Literary reviews by Tim Love.
Warning: Rather than reviews, these are often notes in preparation for reviews that were never finished, or pleas for help with understanding pieces. See Litref Reviews - a rationale for details.

Tuesday, 11 November 2025

"About time too" by Peter Robinson (Carcanet, 2001)

Poems from Cortland Review, PN Review, Prairie Schooner, Shearsman, Stand, TLS, etc.

It's not lacking substance and detail - there's observation and description using slightly elevated diction and sometimes stilted syntax, with quite a lot of (often loose) rhyme. However, much of the time I have trouble seeing beyond that. Here are some passages that caught my eye because of diction, synatx, etc -

  • "As fading light impinged/ at curtains, what took shape,/ in the course of views exchanged/ between one who'd to go/ and another staying behind,/ moved on from its frame" (p.26)
  • "From music school windows/ came phrases, tricky scales/ on disparate pianos/ practising western intervals.// A cornet joined them as I waited,/ discords struck with every note/ promising unstated/ concertos, but that bit more remote.". I can see that the 2nd stanza has an "abab" rhyme scheme. Because of that, I assume that this 1st stanza has the same pattern. I struggle to see a pattern of beats or of syllable count. But how do the rhymes help? (p.27)
  • "Not long after the rainy season's start/ our breakfast-time weather report/ predicted a deficiency of sunlight/ - as if you needed to be told,/ with that patter interrupting grey quiet/ and every umbrella unfurled.". This is "aabcbc". Subsequent stanzas are "aabcbc", "abcbca", "abacbc", but it's a struggle - why "deficiency of sunlight"? (p.31)
  • "Waking, twenty-six years later,/ I suddenly remembered one/ idyllic afternoon/ we wandered through Grass Woods,/ then paddled in the stream/ - all ruined when she lost her watch,/ though whether in the dense grass cover/ or smooth-flowing river/ (and we searched both bank and water)/ that present from her Gran had gone;". That is nearly all of a poem's numbered section. The rest is "the moment and the time had gone for ever". It would have had to be a good line to save the section.
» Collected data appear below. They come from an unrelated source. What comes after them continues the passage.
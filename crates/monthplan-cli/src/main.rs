use std::ffi::OsString;

fn main() {
    let args: Vec<OsString> = std::env::args_os().collect();
    if let Err(err) = monthplan_cli::run(args) {
        eprintln!("error: {err:#}");
        std::process::exit(1);
    }
}
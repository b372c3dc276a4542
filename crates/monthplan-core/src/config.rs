use anyhow::Context;
use chrono::{
  NaiveDate,
  Weekday
};
use serde::Deserialize;

const PLANNER_CONFIG_TOML: &str =
  include_str!("../config/monthplan.toml");

fn default_storage_key() -> String {
  "tasks".to_string()
}

fn default_week_start() -> String {
  "sunday".to_string()
}

fn default_week_row_height() -> f64 {
  120.0
}

fn default_header_height() -> f64 {
  60.0
}

fn default_task_row_height() -> f64 {
  25.0
}

fn default_bar_height() -> f64 {
  20.0
}

fn default_z_base() -> i32 {
  10
}

fn default_weekday_header_height() -> f64
{
  36.0
}

#[derive(
  Debug, Clone, PartialEq, Deserialize,
)]
pub struct PlannerConfig {
  #[serde(default)]
  pub version:       u32,
  #[serde(default = "default_storage_key")]
  pub storage_key:   String,
  #[serde(default = "default_week_start")]
  pub week_start:    String,
  #[serde(default)]
  pub initial_month: Option<String>,
  #[serde(default)]
  pub layout:        LayoutMetrics,
  #[serde(default)]
  pub grid:          GridMetrics
}

/// Pixel metrics for task bars. Every
/// week row is `week_row_height` tall
/// and bars start `header_height` below
/// the top of the grid.
#[derive(
  Debug,
  Clone,
  Copy,
  PartialEq,
  Deserialize,
)]
pub struct LayoutMetrics {
  #[serde(
    default = "default_week_row_height"
  )]
  pub week_row_height: f64,
  #[serde(default = "default_header_height")]
  pub header_height:   f64,
  #[serde(
    default = "default_task_row_height"
  )]
  pub task_row_height: f64,
  #[serde(default = "default_bar_height")]
  pub bar_height:      f64,
  #[serde(default = "default_z_base")]
  pub z_base:          i32
}

/// Metrics for pointer hit testing.
#[derive(
  Debug,
  Clone,
  Copy,
  PartialEq,
  Deserialize,
)]
pub struct GridMetrics {
  #[serde(
    default = "default_weekday_header_height"
  )]
  pub weekday_header_height: f64
}

impl Default for LayoutMetrics {
  fn default() -> Self {
    Self {
      week_row_height:
        default_week_row_height(),
      header_height:
        default_header_height(),
      task_row_height:
        default_task_row_height(),
      bar_height: default_bar_height(),
      z_base: default_z_base()
    }
  }
}

impl Default for GridMetrics {
  fn default() -> Self {
    Self {
      weekday_header_height:
        default_weekday_header_height()
    }
  }
}

impl Default for PlannerConfig {
  fn default() -> Self {
    Self {
      version:       1,
      storage_key:   default_storage_key(),
      week_start:    default_week_start(),
      initial_month: None,
      layout:        LayoutMetrics::default(),
      grid:          GridMetrics::default()
    }
  }
}

impl PlannerConfig {
  /// Parses the configuration compiled
  /// into the crate, falling back to
  /// defaults when it does not parse.
  #[must_use]
  pub fn load_embedded() -> Self {
    match Self::from_toml_str(
      PLANNER_CONFIG_TOML
    ) {
      | Ok(config) => {
        tracing::info!(
          version = config.version,
          storage_key = %config.storage_key,
          week_start = %config.week_start,
          "loaded planner config"
        );
        config
      }
      | Err(error) => {
        tracing::error!(%error, "failed parsing planner config; using defaults");
        Self::default()
      }
    }
  }

  pub fn from_toml_str(
    raw: &str
  ) -> anyhow::Result<Self> {
    let mut config =
      toml::from_str::<PlannerConfig>(raw)
        .context(
          "failed to parse planner \
           config"
        )?;
    sanitize_planner_config(&mut config);
    Ok(config)
  }

  #[must_use]
  pub fn week_start_day(&self) -> Weekday {
    parse_week_start(&self.week_start)
  }

  /// First day of the configured
  /// initial month, if one is set.
  #[must_use]
  pub fn initial_focus(
    &self
  ) -> Option<NaiveDate> {
    self
      .initial_month
      .as_deref()
      .and_then(parse_month)
  }
}

/// `monday` selects Monday; everything
/// else is Sunday.
#[must_use]
pub fn parse_week_start(
  raw: &str
) -> Weekday {
  if raw
    .trim()
    .eq_ignore_ascii_case("monday")
  {
    Weekday::Mon
  } else {
    Weekday::Sun
  }
}

/// Parses `YYYY-MM` into the first day
/// of that month.
#[must_use]
pub fn parse_month(
  raw: &str
) -> Option<NaiveDate> {
  let (year, month) =
    raw.trim().split_once('-')?;
  let year = year.parse::<i32>().ok()?;
  let month = month.parse::<u32>().ok()?;
  NaiveDate::from_ymd_opt(year, month, 1)
}

fn sanitize_planner_config(
  config: &mut PlannerConfig
) {
  if config.storage_key.trim().is_empty() {
    config.storage_key =
      default_storage_key();
  }

  let week_start =
    config.week_start.trim().to_ascii_lowercase();
  if week_start != "sunday"
    && week_start != "monday"
  {
    tracing::warn!(
      week_start = %config.week_start,
      "unknown week start; using sunday"
    );
    config.week_start =
      default_week_start();
  }

  if let Some(raw) =
    config.initial_month.as_deref()
    && parse_month(raw).is_none()
  {
    tracing::warn!(
      initial_month = raw,
      "ignoring invalid initial month"
    );
    config.initial_month = None;
  }

  let layout = &mut config.layout;
  if layout.week_row_height <= 0.0 {
    layout.week_row_height =
      default_week_row_height();
  }
  if layout.header_height < 0.0 {
    layout.header_height =
      default_header_height();
  }
  if layout.task_row_height <= 0.0 {
    layout.task_row_height =
      default_task_row_height();
  }
  if layout.bar_height <= 0.0 {
    layout.bar_height =
      default_bar_height();
  }
  if layout.bar_height
    > layout.task_row_height
  {
    layout.bar_height =
      layout.task_row_height;
  }

  if config.grid.weekday_header_height
    < 0.0
  {
    config.grid.weekday_header_height =
      default_weekday_header_height();
  }
}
I don't think I know what it means, let alone whether it's good (p.35).
  • "A thick mist on the Padana plain/ did away with distances/ that morning I took an early train;/ it seemed the chaces/ of following outlines of trees/ past farms and onion campanili/ had been stolen from me/ by the weather; still, possibilities/ hidden in years' silences/ might have waited to emerge/ with filter plants at a field ditch edge,/ though patches of the dewy grass/ is all there was to see". This is another numbered section of a poem. The rhymes are clear at the start, then get looser - perhaps because of the mist. Again, the set-up seems long-winded ("did away with" as well as "stolen from me"?) and I don't understand the punch-line. The past is being equated to distance, yes, but filter plants? (p.46)
  • "Then came the simple problem/ of switches, someone's name/ gasped forgetting who I am,/ shadow on a wall, a windscreen/ wiper to put out of mind,/ each unfamiliar obstacle/ to overcome if we're to find/ the other in each other's soul". It might be "abababab". I have trouble parsing it. Why should the persona put a wiper out of their mind? (p.48)
  • "Houses were raised from out its path". This is line 2 of an 8-line stanza. One line has 7 syllables; all the rest have 8. There's irregular end-rhyme, maybe "XabXcbca" (other stanzas have a different number of lines and different rhyme patterns). What I don't get is why "out" is in the line. In prose it wouldn't be there. What metrical constraint is it submitting to? (p.62)
  • "In fields of rape, grain, cabbage, lucerne,/ the stubborn morning sunlight searches/ as if for a love's possibilities/ and how they illuminate things." This is the end of "Changing Lines" (50+ lines). At a little train station on the lowlands of the Po, possibilities don't emerge from mist, they need to be imagined. But some trigger is needed all the same - maybe the pigeons changing places in a campanile's apertures? This ending seems too easy though (p.77)

"The Bargain" (p.58) takes up a page. What don't I get? "At La Villetta" probably has something I'm missing too.

So in the end there's too much I don't understand, which is no surprise - he's an experienced, sophisticated poet and I'm not (though to be fair, I've been in Cortland Review and Stand too). Some mitigating circumstances -

  • Several of the poems are set in Italy. I'm familiar with the settings - the empty train stations, the cemeteries, etc. Maybe the poems work better on people who aren't so familiar
  • With the longer poems, I have trouble coordinating the numbered sections into some kind of collective experience. Too often I found myself wondering if a section deserved inclusion.
  • I think I'm in going through anti-formalist phase. In this book, constraints are half-heartedly followed and yet sacrifices (padding, mangling, gratuitous line-breaks) are made in order to follow them.